The Justice Department filed papers on Friday asking a judge to dismiss the NY suit, arguing that the challengers lack standing to sue, and that the emoluments clauses don't apply to the types of private commercial transactions at issue. The government also said Trump hotel revenue does not fit the definition of an improper payment under the constitution.
"That is the indispensable foundation of a democracy", said Attorney General Frosh. In what was the administration's first detailed response to corruption allegations, the Department of Justice filed a 70 page brief Friday arguing the suit should be dismissed.

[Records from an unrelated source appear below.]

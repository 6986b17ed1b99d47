//! Packing quantized blocks into one entropy-coded stream and back.
//!
//! The stream holds every Y block, then every Cb block, then every Cr
//! block, each channel in raster order. There is no framing: the decoder
//! needs the tables and the image size to know where channels end.
//!
//! Code tables for the three channels are independent and are built on
//! separate threads. Bit packing runs on the calling thread only.

use std::thread;

use tracing::{debug, trace};

use crate::bits::BitWriter;
use crate::decode::bit_reader::BitReader;
use crate::error::{Error, Result};
use crate::jpeg::block::{from_zigzag, grid, BlockPos, Channel, QuantizedBlock};
use crate::jpeg::huffman::{category, count_frequencies, extend, magnitude, CodeTable};

/// AC symbol for a run of 16 zeros.
const ZRL: i32 = 0xF0;
/// AC symbol closing a block whose remaining coefficients are zero.
const EOB: i32 = 0x00;

/// How coefficients are mapped to Huffman symbols.
#[derive(Debug, Clone, Copy, PartialEq, Eq, Default)]
pub enum EntropyCoding {
    /// Every zigzag coefficient is one symbol, with one table per channel.
    #[default]
    Coefficient,
    /// Baseline JPEG style: DC differences and AC run/size pairs, with
    /// separate DC and AC tables per channel.
    RunLength,
}

/// The code tables used for one channel.
#[derive(Debug, Clone, PartialEq, Eq)]
pub enum ChannelCodes {
    /// One table over raw coefficient values.
    Coefficient(CodeTable),
    /// Separate tables for DC categories and AC run/size symbols.
    RunLength {
        /// DC difference categories.
        dc: CodeTable,
        /// AC run/size symbols, ZRL and EOB.
        ac: CodeTable,
    },
}

impl ChannelCodes {
    /// Symbol mapping these codes were built for.
    pub fn coding(&self) -> EntropyCoding {
        match self {
            ChannelCodes::Coefficient(_) => EntropyCoding::Coefficient,
            ChannelCodes::RunLength { .. } => EntropyCoding::RunLength,
        }
    }
}

/// One independent set of codes per channel.
#[derive(Debug, Clone, PartialEq, Eq)]
pub struct HuffmanTables {
    /// Y codes.
    pub luma: ChannelCodes,
    /// Cb codes.
    pub chroma_blue: ChannelCodes,
    /// Cr codes.
    pub chroma_red: ChannelCodes,
}

impl HuffmanTables {
    /// Codes for one channel.
    pub fn get(&self, channel: Channel) -> &ChannelCodes {
        match channel {
            Channel::Luma => &self.luma,
            Channel::ChromaBlue => &self.chroma_blue,
            Channel::ChromaRed => &self.chroma_red,
        }
    }

    /// Symbol mapping shared by all three channels.
    pub fn coding(&self) -> EntropyCoding {
        self.luma.coding()
    }
}

/// A symbol plus the raw bits that follow it.
#[derive(Debug, Clone, Copy)]
struct Token {
    ac: bool,
    symbol: i32,
    extra: u32,
    extra_len: u8,
}

impl Token {
    fn plain(symbol: i32) -> Self {
        Self {
            ac: false,
            symbol,
            extra: 0,
            extra_len: 0,
        }
    }
}

fn coefficient_tokens(blocks: &[&QuantizedBlock]) -> Vec<Token> {
    blocks
        .iter()
        .flat_map(|block| block.zigzag())
        .map(Token::plain)
        .collect()
}

fn run_length_tokens(blocks: &[&QuantizedBlock]) -> Result<Vec<Token>> {
    let mut tokens = Vec::with_capacity(blocks.len() * 8);
    let mut prev_dc = 0i32;

    for block in blocks {
        let zigzag = block.zigzag();

        let diff = zigzag[0] - prev_dc;
        prev_dc = zigzag[0];
        let cat = category(diff);
        tokens.push(Token {
            ac: false,
            symbol: cat as i32,
            extra: magnitude(diff),
            extra_len: cat,
        });

        let mut zero_run = 0;
        for &ac in &zigzag[1..] {
            if ac == 0 {
                zero_run += 1;
                continue;
            }
            while zero_run >= 16 {
                tokens.push(Token {
                    ac: true,
                    ..Token::plain(ZRL)
                });
                zero_run -= 16;
            }
            let cat = category(ac);
            if cat > 15 {
                return Err(Error::CorruptStream(format!(
                    "AC coefficient {ac} does not fit a run/size symbol"
                )));
            }
            tokens.push(Token {
                ac: true,
                symbol: (zero_run << 4) | cat as i32,
                extra: magnitude(ac),
                extra_len: cat,
            });
            zero_run = 0;
        }
        if zero_run > 0 {
            tokens.push(Token {
                ac: true,
                ..Token::plain(EOB)
            });
        }
    }

    Ok(tokens)
}

fn build_codes(tokens: &[Token], coding: EntropyCoding) -> Result<ChannelCodes> {
    match coding {
        EntropyCoding::Coefficient => {
            let frequencies = count_frequencies(tokens.iter().map(|t| t.symbol));
            Ok(ChannelCodes::Coefficient(CodeTable::from_frequencies(
                &frequencies,
            )?))
        }
        EntropyCoding::RunLength => {
            let dc = count_frequencies(tokens.iter().filter(|t| !t.ac).map(|t| t.symbol));
            let ac = count_frequencies(tokens.iter().filter(|t| t.ac).map(|t| t.symbol));
            Ok(ChannelCodes::RunLength {
                dc: CodeTable::from_frequencies(&dc)?,
                ac: CodeTable::from_frequencies(&ac)?,
            })
        }
    }
}

fn write_tokens(writer: &mut BitWriter, tokens: &[Token], codes: &ChannelCodes) -> Result<()> {
    for token in tokens {
        let table = match codes {
            ChannelCodes::Coefficient(table) => table,
            ChannelCodes::RunLength { dc, ac } => {
                if token.ac {
                    ac
                } else {
                    dc
                }
            }
        };
        table.encode(writer, token.symbol)?;
        if token.extra_len > 0 {
            writer.write_bits(token.extra, token.extra_len)?;
        }
    }
    Ok(())
}

/// Build per-channel tables and pack `blocks` into a byte-stuffed stream.
///
/// Blocks may arrive in any order; they are sorted into stream order
/// first, so the output depends only on the set of blocks.
pub fn encode_channels(
    blocks: &[QuantizedBlock],
    coding: EntropyCoding,
) -> Result<(Vec<u8>, HuffmanTables)> {
    let mut ordered: Vec<&QuantizedBlock> = blocks.iter().collect();
    ordered.sort_by_key(|b| b.pos);

    let mut per_channel: [Vec<&QuantizedBlock>; 3] = Default::default();
    for block in ordered {
        per_channel[block.channel().index()].push(block);
    }

    let tokens: [Vec<Token>; 3] = match coding {
        EntropyCoding::Coefficient => per_channel.each_ref().map(|b| coefficient_tokens(b)),
        EntropyCoding::RunLength => {
            let [y, cb, cr] = &per_channel;
            [
                run_length_tokens(y)?,
                run_length_tokens(cb)?,
                run_length_tokens(cr)?,
            ]
        }
    };

    let [luma, chroma_blue, chroma_red] = thread::scope(|scope| {
        let handles = Channel::ALL.map(|channel| {
            let tokens = &tokens[channel.index()];
            scope.spawn(move || {
                let codes = build_codes(tokens, coding)?;
                trace!(channel = channel.name(), tokens = tokens.len(), "built code table");
                Ok::<_, Error>(codes)
            })
        });
        handles.map(|h| h.join().map_err(Error::from_panic).and_then(|r| r))
    });
    let tables = HuffmanTables {
        luma: luma?,
        chroma_blue: chroma_blue?,
        chroma_red: chroma_red?,
    };

    let mut writer = BitWriter::with_capacity(blocks.len() * 16);
    for channel in Channel::ALL {
        write_tokens(&mut writer, &tokens[channel.index()], tables.get(channel))?;
    }
    let bits = writer.bit_len();
    let data = writer.finish();

    debug!(
        blocks = blocks.len(),
        bits,
        bytes = data.len(),
        ?coding,
        "packed entropy-coded stream"
    );
    Ok((data, tables))
}

/// Parse a stream written by [`encode_channels`] for an image of the given
/// size. Blocks come back in stream order.
pub fn decode_channels(
    data: &[u8],
    tables: &HuffmanTables,
    width: u32,
    height: u32,
) -> Result<Vec<QuantizedBlock>> {
    let mut reader = BitReader::new(data);
    let mut blocks = Vec::new();

    for channel in Channel::ALL {
        let (cols, rows) = grid(width, height, channel);
        let positions = (0..rows).flat_map(|by| {
            (0..cols).map(move |bx| BlockPos::new(bx as u32, by as u32, channel))
        });

        match tables.get(channel) {
            ChannelCodes::Coefficient(table) => {
                let decoder = table.decoder();
                for pos in positions {
                    let mut zigzag = [0i32; 64];
                    for coef in zigzag.iter_mut() {
                        *coef = decoder.decode(&mut reader)?;
                    }
                    blocks.push(QuantizedBlock::new(pos, from_zigzag(&zigzag)));
                }
            }
            ChannelCodes::RunLength { dc, ac } => {
                let dc = dc.decoder();
                let ac = ac.decoder();
                let mut prev_dc = 0i32;
                for pos in positions {
                    let mut zigzag = [0i32; 64];

                    let cat = dc.decode(&mut reader)?;
                    let diff = read_extended(&mut reader, cat)?;
                    prev_dc = prev_dc.checked_add(diff).ok_or_else(|| {
                        Error::CorruptStream(format!("DC value overflows at {pos:?}"))
                    })?;
                    zigzag[0] = prev_dc;

                    let mut k = 1;
                    while k < 64 {
                        let rs = ac.decode(&mut reader)?;
                        if rs == EOB {
                            break;
                        }
                        if rs == ZRL {
                            k += 16;
                            continue;
                        }
                        k += (rs >> 4) as usize;
                        if k >= 64 {
                            return Err(Error::CorruptStream(format!(
                                "AC run overflows block at {pos:?}"
                            )));
                        }
                        zigzag[k] = read_extended(&mut reader, rs & 0x0F)?;
                        k += 1;
                    }
                    if k > 64 {
                        return Err(Error::CorruptStream(format!(
                            "zero run overflows block at {pos:?}"
                        )));
                    }

                    blocks.push(QuantizedBlock::new(pos, from_zigzag(&zigzag)));
                }
            }
        }
    }

    Ok(blocks)
}

/// Read `cat` magnitude bits and sign-extend them.
fn read_extended(reader: &mut BitReader<'_>, cat: i32) -> Result<i32> {
    if cat == 0 {
        return Ok(0);
    }
    let cat = u8::try_from(cat)
        .map_err(|_| Error::CorruptStream(format!("invalid category {cat}")))?;
    Ok(extend(reader.read_bits(cat)?, cat))
}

The lawsuit, which Racine and Frosh described to The Washington Post on Sunday night, could open a new front for Trump as he navigates dueling investigations by special counsel Robert Mueller and congressional committees of possible collusion between his associates and the Russian government during the 2016 presidential campaign. According to the agency, the lawsuit was filed in the U.S state of Maryland.
Can states force President Trump to sell off his businesses?
Trump's lawyers maintain that market-rate payments for goods and services at Trump's hotels, golf courses and other businesses are not "emoluments" as defined by the Constitution. The domestic emoluments clause forbids the president from receiving any other "emolument" while he's in office, generally defined as a payment or other financial benefit.
On Monday, White House press secretary Sean Spicer was asked about the new state-backed lawsuit.
RACINE: President Trump is flagrantly violating the Constitution which explicitly bars presidents from receiving gifts or inducements from foreign or domestic government entities. Both are Democrats while the president is a Republican.
Trump has said he would put his assets in a trust to be managed by his sons. Racine said he felt the need to sue the president to be the check and balance that it appears Congress is unwilling to be. It comes amid investigations by special counsel Robert Mueller III of conspiracy between Trump associates and the Russian government during the presidential campaign past year.
At a January press conference, Trump said he would step back from daily operations of his businesses but would not be divesting.
In January, Trump promised to track and donate all profits from foreign government travel and commerce at his companies to the U.S. Treasury.